The invention discloses an anode of a secondary battery, and belongs to the field of batteries. The anode of the secondary battery disclosed by the invention comprises a current collector and an active layer coated on the surface of the current collector, the active layer is of a three-dimensional porous structure, and signal peptides are filled among holes of the active layer. The anode of the secondary battery disclosed by the invention has the characteristics that the specific capacity of the battery can be improved, and specifically high specific capacity still can be maintained under the condition of high current density, so that the charging rate of the battery and the cruising power of the battery are improved.

Description

A negative electrode of a secondary battery

technical field

The invention relates to an electrode material, in particular to a negative pole of a secondary battery.

Background technique

With energy consumption, the problem of pollution has become increasingly serious. As a power source, new energy vehicles have the advantage of less pressure on the environment. New energy vehicles include pure electric vehicles, extended-range electric vehicles, hybrid vehicles, fuel cell electric vehicles, hydrogen engine vehicles, and other new energy vehicles.
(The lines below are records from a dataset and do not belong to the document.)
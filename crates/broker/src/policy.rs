//! Policy matching — ordered capability rules with optional argument
//! predicates, compiled once per reload into an immutable snapshot.

use std::sync::Arc;

use parking_lot::RwLock;
use regex::{Regex, RegexSet};

use ab_domain::config::PermissionsConfig;
use ab_domain::{Error, Result};

// ━━━━━━━━━━━━━━━━━━━━━━━━━━━━━━━━━━━━━━━━━━━━━━━━━━━━━━━━━━━━━━━━━━
// Decision
// ━━━━━━━━━━━━━━━━━━━━━━━━━━━━━━━━━━━━━━━━━━━━━━━━━━━━━━━━━━━━━━━━━━

#[derive(Debug, Clone, Copy, PartialEq, Eq)]
pub enum Decision {
    Allow,
    Ask,
    Deny,
}

// ━━━━━━━━━━━━━━━━━━━━━━━━━━━━━━━━━━━━━━━━━━━━━━━━━━━━━━━━━━━━━━━━━━
// Compiled policy
// ━━━━━━━━━━━━━━━━━━━━━━━━━━━━━━━━━━━━━━━━━━━━━━━━━━━━━━━━━━━━━━━━━━

struct CompiledRule {
    capability: String,
    args_regex: Option<Regex>,
}

impl CompiledRule {
    fn matches(&self, capability: &str, args_preview: &str) -> bool {
        if self.capability != capability {
            return false;
        }
        match &self.args_regex {
            Some(re) => re.is_match(args_preview),
            None => true,
        }
    }
}

struct Policy {
    deny: Vec<CompiledRule>,
    ask: Vec<CompiledRule>,
    allow: Vec<CompiledRule>,
    /// Fixed shell write-primitive table. Not configurable and not
    /// LLM-discretionary: a command matching any of these is reclassified
    /// from `shell.run` to `shell.write` before policy matching.
    shell_write: RegexSet,
}

fn compile_rules(rules: &[ab_domain::config::PermissionRule]) -> Result<Vec<CompiledRule>> {
    rules
        .iter()
        .map(|rule| {
            let args_regex = rule
                .args_pattern
                .as_deref()
                .map(Regex::new)
                .transpose()
                .map_err(|e| Error::Config(format!("permission rule regex: {e}")))?;
            Ok(CompiledRule {
                capability: rule.capability.clone(),
                args_regex,
            })
        })
        .collect()
}

fn shell_write_set() -> RegexSet {
    // `>` covers `>>` as well; sed only with an -i flag; rm anywhere in
    // the pipeline.
    RegexSet::new([
        r">",
        r"\btee\b",
        r"\bsed\b[^|;&]*\s-i\b",
        r"\bsed\s+-i\b",
        r"\brm\b",
    ])
    .unwrap_or_else(|_| RegexSet::empty())
}

// ━━━━━━━━━━━━━━━━━━━━━━━━━━━━━━━━━━━━━━━━━━━━━━━━━━━━━━━━━━━━━━━━━━
// PolicyEngine
// ━━━━━━━━━━━━━━━━━━━━━━━━━━━━━━━━━━━━━━━━━━━━━━━━━━━━━━━━━━━━━━━━━━

/// Copy-on-reload policy holder: `check` reads an `Arc` snapshot, so a
/// concurrent `reload` never produces a half-updated view.
pub struct PolicyEngine {
    snapshot: RwLock<Arc<Policy>>,
}

impl PolicyEngine {
    pub fn new(config: &PermissionsConfig) -> Result<Self> {
        Ok(Self {
            snapshot: RwLock::new(Arc::new(Self::compile(config)?)),
        })
    }

    /// Replace the policy atomically. In-flight checks keep their snapshot.
    pub fn reload(&self, config: &PermissionsConfig) -> Result<()> {
        let policy = Arc::new(Self::compile(config)?);
        *self.snapshot.write() = policy;
        tracing::info!("permission policy reloaded");
        Ok(())
    }

    fn compile(config: &PermissionsConfig) -> Result<Policy> {
        Ok(Policy {
            deny: compile_rules(&config.deny)?,
            ask: compile_rules(&config.ask)?,
            allow: compile_rules(&config.allow)?,
            shell_write: shell_write_set(),
        })
    }

    /// Reclassify `shell.run` to `shell.write` when the command contains a
    /// write primitive. Other capabilities pass through unchanged.
    pub fn effective_capability(&self, capability: &str, args_preview: &str) -> String {
        if capability == "shell.run" {
            let policy = self.snapshot.read().clone();
            if policy.shell_write.is_match(args_preview) {
                return "shell.write".into();
            }
        }
        capability.to_string()
    }

    /// Match a capability + argument preview against the policy.
    ///
    /// Precedence is deny > ask > allow; within a class the first matching
    /// rule in configured order wins. Capabilities matched by no rule
    /// default to [`Decision::Ask`].
    pub fn check(&self, capability: &str, args_preview: &str) -> Decision {
        let policy = self.snapshot.read().clone();

        if policy
            .deny
            .iter()
            .any(|rule| rule.matches(capability, args_preview))
        {
            return Decision::Deny;
        }
        if policy
            .ask
            .iter()
            .any(|rule| rule.matches(capability, args_preview))
        {
            return Decision::Ask;
        }
        if policy
            .allow
            .iter()
            .any(|rule| rule.matches(capability, args_preview))
        {
            return Decision::Allow;
        }
        Decision::Ask
    }
}

// ━━━━━━━━━━━━━━━━━━━━━━━━━━━━━━━━━━━━━━━━━━━━━━━━━━━━━━━━━━━━━━━━━━
// Tests
// ━━━━━━━━━━━━━━━━━━━━━━━━━━━━━━━━━━━━━━━━━━━━━━━━━━━━━━━━━━━━━━━━━━
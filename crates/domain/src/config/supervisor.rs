use serde::{Deserialize, Serialize};

// ━━━━━━━━━━━━━━━━━━━━━━━━━━━━━━━━━━━━━━━━━━━━━━━━━━━━━━━━━━━━━━━━━━
// Supervisor loop
// ━━━━━━━━━━━━━━━━━━━━━━━━━━━━━━━━━━━━━━━━━━━━━━━━━━━━━━━━━━━━━━━━━━

#[derive(Debug, Clone, Serialize, Deserialize)]
pub struct SupervisorConfig {
    /// Scheduler tick interval (seconds). 1 s resolution is sufficient.
    #[serde(default = "d_1")]
    pub interval_s: u64,
    /// Maintenance sweep interval: embedding backlog, permission expiry,
    /// log pruning, snapshot eviction (seconds).
    #[serde(default = "d_30")]
    pub maintenance_interval_s: u64,
    /// Overall per-turn timeout for an LLM stream (seconds).
    #[serde(default = "d_600")]
    pub turn_timeout_s: u64,
    #[serde(default)]
    pub debug: bool,
}

impl Default for SupervisorConfig {
    fn default() -> Self {
        Self {
            interval_s: d_1(),
            maintenance_interval_s: d_30(),
            turn_timeout_s: d_600(),
            debug: false,
        }
    }
}

fn d_1() -> u64 {
    1
}
fn d_30() -> u64 {
    30
}
fn d_600() -> u64 {
    600
}
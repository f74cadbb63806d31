use serde::{Deserialize, Serialize};

// ━━━━━━━━━━━━━━━━━━━━━━━━━━━━━━━━━━━━━━━━━━━━━━━━━━━━━━━━━━━━━━━━━━
// Permissions (allow / ask / deny rule lists)
// ━━━━━━━━━━━━━━━━━━━━━━━━━━━━━━━━━━━━━━━━━━━━━━━━━━━━━━━━━━━━━━━━━━

/// One policy rule: a capability key with an optional regex predicate over
/// the rendered tool arguments (e.g. `shell.run` with a command pattern).
#[derive(Debug, Clone, Serialize, Deserialize)]
pub struct PermissionRule {
    pub capability: String,
    /// Regex matched against the argument preview. `None` matches any args.
    #[serde(default, skip_serializing_if = "Option::is_none")]
    pub args_pattern: Option<String>,
}

impl PermissionRule {
    pub fn capability(capability: impl Into<String>) -> Self {
        Self {
            capability: capability.into(),
            args_pattern: None,
        }
    }
}

/// Ordered rule lists per decision class. Decision precedence is
/// deny > ask > allow; within a class the first matching rule wins.
/// Capabilities matched by no rule default to ask.
#[derive(Debug, Clone, Serialize, Deserialize)]
pub struct PermissionsConfig {
    #[serde(default = "d_allow_rules")]
    pub allow: Vec<PermissionRule>,
    #[serde(default = "d_ask_rules")]
    pub ask: Vec<PermissionRule>,
    #[serde(default)]
    pub deny: Vec<PermissionRule>,
    /// Pending requests older than this resolve as deny (seconds).
    #[serde(default = "d_900")]
    pub max_age_s: u64,
}

impl Default for PermissionsConfig {
    fn default() -> Self {
        Self {
            allow: d_allow_rules(),
            ask: d_ask_rules(),
            deny: Vec::new(),
            max_age_s: d_900(),
        }
    }
}

// ── serde default helpers ───────────────────────────────────────────

fn d_900() -> u64 {
    900
}

fn d_allow_rules() -> Vec<PermissionRule> {
    vec![
        PermissionRule::capability("filesystem.read"),
        PermissionRule::capability("web.fetch"),
        PermissionRule::capability("memory.read"),
        PermissionRule::capability("memory.write"),
        PermissionRule::capability("worker.delegate"),
    ]
}

fn d_ask_rules() -> Vec<PermissionRule> {
    vec![
        PermissionRule::capability("shell.run"),
        PermissionRule::capability("shell.write"),
        PermissionRule::capability("filesystem.write"),
        PermissionRule::capability("memory.delete"),
    ]
}
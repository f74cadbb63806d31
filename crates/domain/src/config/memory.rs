use serde::{Deserialize, Serialize};
use std::path::PathBuf;

// ━━━━━━━━━━━━━━━━━━━━━━━━━━━━━━━━━━━━━━━━━━━━━━━━━━━━━━━━━━━━━━━━━━
// Memory service
// ━━━━━━━━━━━━━━━━━━━━━━━━━━━━━━━━━━━━━━━━━━━━━━━━━━━━━━━━━━━━━━━━━━

#[derive(Debug, Clone, Serialize, Deserialize)]
pub struct MemoryConfig {
    /// Directory holding the item store and pinned snapshot
    /// (relative paths resolve against the state dir).
    #[serde(default = "d_memory_dir")]
    pub dir: PathBuf,
    /// Extracted candidates below this importance are dropped.
    #[serde(default = "d_importance_min")]
    pub importance_min: f64,
    #[serde(default)]
    pub retrieval: RetrievalConfig,
    #[serde(default)]
    pub embeddings: EmbeddingsConfig,
}

impl Default for MemoryConfig {
    fn default() -> Self {
        Self {
            dir: d_memory_dir(),
            importance_min: d_importance_min(),
            retrieval: RetrievalConfig::default(),
            embeddings: EmbeddingsConfig::default(),
        }
    }
}

#[derive(Debug, Clone, Serialize, Deserialize)]
pub struct RetrievalConfig {
    /// Last `R` turn pairs of the requesting origin.
    #[serde(default = "d_8")]
    pub recent_turns_limit: usize,
    /// Related turns pulled in by similarity.
    #[serde(default = "d_4")]
    pub related_turns_limit: usize,
    /// Top-`K` long-term hits in the packet.
    #[serde(default = "d_8")]
    pub structured_limit: usize,
}

impl Default for RetrievalConfig {
    fn default() -> Self {
        Self {
            recent_turns_limit: d_8(),
            related_turns_limit: d_4(),
            structured_limit: d_8(),
        }
    }
}

#[derive(Debug, Clone, Serialize, Deserialize)]
pub struct EmbeddingsConfig {
    #[serde(default = "d_true")]
    pub enabled: bool,
    /// Items embedded per maintenance sweep.
    #[serde(default = "d_16")]
    pub batch_size: usize,
    /// The vector scan covers only the most recent N embedded items,
    /// bounding recall cost independent of store size.
    #[serde(default = "d_256")]
    pub vector_scan_limit: usize,
    #[serde(default = "d_8")]
    pub vector_top_k: usize,
}

impl Default for EmbeddingsConfig {
    fn default() -> Self {
        Self {
            enabled: true,
            batch_size: d_16(),
            vector_scan_limit: d_256(),
            vector_top_k: d_8(),
        }
    }
}

// ── serde default helpers ───────────────────────────────────────────

fn d_memory_dir() -> PathBuf {
    PathBuf::from("memory")
}
fn d_importance_min() -> f64 {
    0.3
}
fn d_true() -> bool {
    true
}
fn d_4() -> usize {
    4
}
fn d_8() -> usize {
    8
}
fn d_16() -> usize {
    16
}
fn d_256() -> usize {
    256
}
Among them, a pure electric vehicle is a vehicle that uses a single battery as an energy storage power source , it uses the battery as the power source for energy storage, provides electric energy to the motor through the battery, drives the motor to run, and thus drives the car, and its technology is relatively simple and mature, with zero emission and zero pollution, which is a current research hotspot. However, the energy stored in the unit weight of the battery is too little, and because the battery of the electric vehicle is more expensive and does not form an economic scale, the purchase price is more expensive; as for the cost of use, some trial results are more expensive than the car, and some results are only 1/ of the car 7~1/3.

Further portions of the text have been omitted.